Third, It’s always better to outsource your data layer to a battle tested, and trustworty database then trying to reinvent the wheel.
So this paves a road for you to focus on your business logic than splitting that focus for the data layer and business logic.
And also it may save you down the road.
Sure, your dataset might not be big now but what about in a year’s time? It’s easier to start out using a database than to have to transition it later.
(Relational) Databases can be in-memory. And unless you have very little data, your in-memory storage will probably turn into a database, and if it’s relational it might even turn into a pseudo-relational one. Just without all the benefits of 1000 of dev-hours of optimization. But next, you also need to persist your data. And you probably don’t want to lose everything if your app crashes. More stuff that is already done for you, if you use a non-memory database that probably will hold all frequently accessed data in memory anyway. And there are many, many more issues like that.
edited to be friendlier, original was
Why would their experience be relevant? They’re asking a question, so obviously they have things to learn. You could be nicer about it.
Partially, because experience in an area means one can understand the answer, but to a probably bigger part see below.
It read to me like they asked as if they know better than everyone else, and were ranting about others doing it wrong. But that was actually an assumption on my part, and may simply be their style, or even me completely misreading things. So thanks for calling me out on it.

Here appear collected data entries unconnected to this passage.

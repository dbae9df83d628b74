// Copyright 2025 Fernando Borretti
//
// Licensed under the Apache License, Version 2.0 (the "License");
// you may not use this file except in compliance with the License.
// You may obtain a copy of the License at
//
//     http://www.apache.org/licenses/LICENSE-2.0
//
// Unless required by applicable law or agreed to in writing, software
// distributed under the License is distributed on an "AS IS" BASIS,
// WITHOUT WARRANTIES OR CONDITIONS OF ANY KIND, either express or implied.
// See the License for the specific language governing permissions and
// limitations under the License.

/// A minimal, zero-dependency, completely insecure PRNG to shuffle the cards.
///
/// Shuffles must be reproducible from a seed, so every engine that shuffles
/// owns its own instance instead of reaching for process-global state.
pub struct TinyRng {
    state: u64,
}

const A: u64 = 6364136223846793005;
const C: u64 = 1442695040888963407;

impl TinyRng {
    /// Initialize the RNG from a seed.
    pub fn from_seed(seed: u64) -> Self {
        Self { state: seed }
    }

    pub fn next_u32(&mut self) -> u32 {
        let new = self.state.wrapping_mul(A).wrapping_add(C);
        self.state = new;
        (new >> 32) as u32
    }

    // Generate random number in range [0, max). `max` must be non-zero.
    pub fn generate(&mut self, max: u32) -> u32 {
        self.next_u32() % max
    }
}

/// Fisher-Yates shuffle in place.
pub fn shuffle<T>(v: &mut [T], rng: &mut TinyRng) {
    for i in (1..v.len()).rev() {
        let j = rng.generate(i as u32 + 1) as usize;
        v.swap(i, j);
    }
}

/// A random permutation of the indices `0..len`.
pub fn permutation(len: usize, rng: &mut TinyRng) -> Vec<usize> {
    let mut indices: Vec<usize> = (0..len).collect();
    shuffle(&mut indices, rng);
    indices
}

Like everyone has mentioned, because you want the data to persist across program runs. By all means, use in-memory state for truly ephemeral things like caches. You will need both for any real world task.
One more reason to use a database, even if the persisted set of data is small, is the query engine. SQLite is absolutely perfect for such small tasks. Writing SQL to query the data can save you from tons of wastefully repetitive app code.
RDBMS do not imply persisted data. There are plenty of databases which support or are designed explicitly to work as in-memory data stores. Perhaps the most popular one is SQLite, whose in-memory store is a popular choice.
deleted by creator
I think you answered your own question in a way. For smaller datasets and workloads which only require one machine, storing your data in memory or on disk locally is probably fine.
When you start getting larger datasets or need to have a dataset that’s consistent across multiple servers, you need something more than just the ram of the server.
At that point it’s best not to reinvent the wheel and just use some kind of pre existing datastore who’s tradeoffs make sense for your use case. Some of these datastores do use RAM under the hood for performance but there are pros and cons as with anything.
I presume you’re referring to relational databases instead of rational.
The responsibility of a RDBMS is to implement a set of performance-focused data structures that help clients reliably get the data that they need in the fastest possible way, without having to reinvent the wheel.
More often than not, this data does not fit in the heap.
Also, in many usecases there is more than a single client.
Hope this helps.
Because the data needs to be persistent?
It all depends on the implementation and need.
In-memory structures are usually faster to work with, but harder to coordinate multiple updates from multiple sources (different applications, services, etc).
Databases have all sort of failsafe mechanisms to ensure data integrity and recovery options, in most times there is no need to reinvent it all over again.
Persistent - do you need to access the data again once your program was finished? How often does the data change by other programs/tasks once you read it? How big is your data and how complex are the connections between your data objects?
Many times the implementation is a mixed approach. It is better to know and calculate the needs before you start your project, but as it usually happen, once you get performance issues, you start optimizing adding in-memory cache or scale to a bigger database.